Material for the task:
_ _ _

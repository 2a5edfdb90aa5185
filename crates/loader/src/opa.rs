//! OPA / conftest policy results.
//!
//! Two shapes arrive in practice. Pipeline wrappers nest violations
//! under `results.opa.violations[]` with file, line and resource
//! metadata. Plain `conftest` output is `result[]` entries whose
//! violations are bare message strings. Both normalise into the same
//! finding, best effort; the policy name is the rule identifier in
//! either case.

use crate::LoadedFindings;
use findings::{Finding, Scanner, Severity};
use serde_json::Value as JsonValue;
use std::path::PathBuf;

pub(crate) fn parse(doc: &JsonValue, out: &mut LoadedFindings) {
    if let Some(violations) = doc
        .pointer("/results/opa/violations")
        .and_then(|v| v.as_array())
    {
        for record in violations {
            parse_rich(record, out);
        }
        return;
    }
    if let Some(results) = doc.get("result").and_then(|v| v.as_array()) {
        for item in results {
            parse_generic(item, out);
        }
    }
}

fn parse_rich(record: &JsonValue, out: &mut LoadedFindings) {
    let Some(policy) = record.get("policy").and_then(|v| v.as_str()) else {
        out.reject(Scanner::Opa, "missing policy");
        return;
    };
    let message = record
        .get("message")
        .or_else(|| record.get("msg"))
        .and_then(|v| v.as_str())
        .unwrap_or(policy);
    let file = record
        .get("file")
        .and_then(|v| v.as_str())
        .map(PathBuf::from);
    let line = record.get("line").and_then(|v| v.as_u64()).map(|l| l as usize);
    let severity = Severity::parse_or(
        record.get("severity").and_then(|v| v.as_str()),
        Severity::Medium,
    );
    let mut finding = Finding::new(Scanner::Opa, policy, file, line, severity, message);
    finding.resource = record
        .pointer("/resource/name")
        .and_then(|v| v.as_str())
        .map(str::to_string);
    finding.raw = record.clone();
    out.push(finding);
}

fn parse_generic(item: &JsonValue, out: &mut LoadedFindings) {
    let file = item
        .get("filename")
        .or_else(|| item.get("file"))
        .and_then(|v| v.as_str())
        .map(PathBuf::from);
    let Some(violations) = item
        .get("violations")
        .or_else(|| item.get("failures"))
        .and_then(|v| v.as_array())
    else {
        return;
    };
    for violation in violations {
        // Bare strings and `{msg: ...}` objects both occur; the message
        // doubles as the policy name for rule matching.
        let message = match violation {
            JsonValue::String(s) => Some(s.as_str()),
            _ => violation.get("msg").and_then(|v| v.as_str()),
        };
        let Some(message) = message else {
            out.reject(Scanner::Opa, "violation without message");
            continue;
        };
        let mut finding = Finding::new(
            Scanner::Opa,
            message,
            file.clone(),
            None,
            Severity::Medium,
            message,
        );
        finding.raw = violation.clone();
        out.push(finding);
    }
}
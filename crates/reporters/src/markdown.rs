//! Markdown fix guide rendered alongside the JSON report.

use crate::FixReport;
use rules::RuleTable;
use std::collections::{BTreeMap, BTreeSet};
use std::fs;
use std::io;
use std::path::Path;

fn line_cell(line: Option<usize>) -> String {
    line.map(|l| l.to_string()).unwrap_or_else(|| "-".to_string())
}

/// Renders the human-facing remediation guide for a finished run.
pub fn render_markdown(report: &FixReport, rules: &RuleTable) -> String {
    let s = &report.statistics;
    let mut md = String::new();

    md.push_str("# Remediation Report\n\n");
    md.push_str(&format!("- **Status**: {}\n", report.status));
    md.push_str(&format!("- **Generated**: {}\n", report.timestamp));
    md.push_str(&format!(
        "- **Scan results**: `{}`\n",
        report.scan_file.display()
    ));
    md.push_str(&format!("- **Project**: `{}`\n\n", report.project.display()));

    md.push_str("## Summary\n\n");
    md.push_str("| Metric | Value |\n| --- | --- |\n");
    md.push_str(&format!("| Total findings | {} |\n", s.total_findings));
    md.push_str(&format!("| Fixes applied | {} |\n", s.fixes_applied));
    md.push_str(&format!("| Fixes skipped | {} |\n", s.fixes_skipped));
    md.push_str(&format!("| Files modified | {} |\n", s.files_modified));
    md.push_str(&format!("| Backups created | {} |\n", s.backups_created));
    md.push_str(&format!("| Malformed records | {} |\n\n", s.malformed_records));

    md.push_str("## Applied fixes\n\n");
    if report.applied_fixes.is_empty() {
        md.push_str("No fixes were applied.\n\n");
    } else {
        md.push_str("| File | Line | Rule | Fix |\n| --- | --- | --- | --- |\n");
        for fix in &report.applied_fixes {
            md.push_str(&format!(
                "| `{}` | {} | {} | {} |\n",
                fix.file.display(),
                line_cell(fix.line),
                fix.rule_id,
                fix.fix
            ));
        }
        md.push('\n');
        let controls = compliance(report, rules);
        if !controls.is_empty() {
            md.push_str("### Compliance\n\n");
            md.push_str("Controls addressed by the fixes in this run:\n\n");
            for (tag, ids) in controls {
                let ids: Vec<&str> = ids.iter().map(String::as_str).collect();
                md.push_str(&format!("- **{tag}**: {}\n", ids.join(", ")));
            }
            md.push('\n');
        }
    }

    md.push_str("## Skipped findings\n\n");
    if report.skipped_fixes.is_empty() {
        md.push_str("Nothing was skipped.\n\n");
    } else {
        md.push_str("| File | Line | Rule | Reason |\n| --- | --- | --- | --- |\n");
        for fix in &report.skipped_fixes {
            md.push_str(&format!(
                "| `{}` | {} | {} | {} |\n",
                fix.file.display(),
                line_cell(fix.line),
                fix.rule_id,
                fix.reason
            ));
        }
        md.push('\n');
    }

    if !report.backup_files.is_empty() {
        md.push_str("## Backups\n\n");
        md.push_str("Restore a file by copying its backup over the original.\n\n");
        for backup in &report.backup_files {
            md.push_str(&format!("- `{}`\n", backup.display()));
        }
        md.push('\n');
    }

    md
}

/// Compliance controls addressed by the applied fixes, each with the
/// rule ids that satisfied it.
fn compliance(report: &FixReport, rules: &RuleTable) -> BTreeMap<&'static str, BTreeSet<String>> {
    let mut map: BTreeMap<&'static str, BTreeSet<String>> = BTreeMap::new();
    for fix in &report.applied_fixes {
        // OPA findings record the policy name, not the table id, so fall
        // back to matching the fix name.
        let rule = rules
            .get(&fix.rule_id)
            .or_else(|| rules.iter().find(|r| r.name == fix.fix));
        if let Some(rule) = rule {
            for &tag in rule.compliance {
                map.entry(tag).or_default().insert(fix.rule_id.clone());
            }
        }
    }
    map
}

/// Writes the rendered guide to `path`.
pub fn write_markdown(report: &FixReport, rules: &RuleTable, path: &Path) -> io::Result<()> {
    fs::write(path, render_markdown(report, rules))
}
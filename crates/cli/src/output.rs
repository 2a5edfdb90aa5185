use clap::ValueEnum;

/// Supported output formats for inspected findings.
#[derive(Debug, Clone, Copy, PartialEq, ValueEnum)]
pub enum Format {
    Text,
    Json,
    Sarif,
}

impl std::str::FromStr for Format {
    type Err = String;

    fn from_str(s: &str) -> Result<Self, Self::Err> {
        match s.to_lowercase().as_str() {
            "text" => Ok(Format::Text),
            "json" => Ok(Format::Json),
            "sarif" => Ok(Format::Sarif),
            _ => Err("invalid format".into()),
        }
    }
}

impl From<Format> for reporters::Format {
    fn from(fmt: Format) -> Self {
        match fmt {
            Format::Text => reporters::Format::Text,
            Format::Json => reporters::Format::Json,
            Format::Sarif => reporters::Format::Sarif,
        }
    }
}

/// Supported output formats for the fix-run summary.
#[derive(Debug, Clone, Copy, PartialEq, ValueEnum)]
pub enum SummaryFormat {
    Text,
    Json,
}

impl From<SummaryFormat> for reporters::Format {
    fn from(fmt: SummaryFormat) -> Self {
        match fmt {
            SummaryFormat::Text => reporters::Format::Text,
            SummaryFormat::Json => reporters::Format::Json,
        }
    }
}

_ _ _

Please retype, with no changes, the lines that run from the first line of the entries to the line with "pub(crate) fn parse(doc: &JsonValue, out: &mut", both ends included.

repository 2a5edfdb90aa5185
filename crates/loader/src/opa.rs
//! OPA / conftest policy results.
//!
//! Two shapes arrive in practice. Pipeline wrappers nest violations
//! under `results.opa.violations[]` with file, line and resource
//! metadata. Plain `conftest` output is `result[]` entries whose
//! violations are bare message strings. Both normalise into the same
//! finding, best effort; the policy name is the rule identifier in
//! either case.

use crate::LoadedFindings;
use findings::{Finding, Scanner, Severity};
use serde_json::Value as JsonValue;
use std::path::PathBuf;

pub(crate) fn parse(doc: &JsonValue, out: &mut LoadedFindings) {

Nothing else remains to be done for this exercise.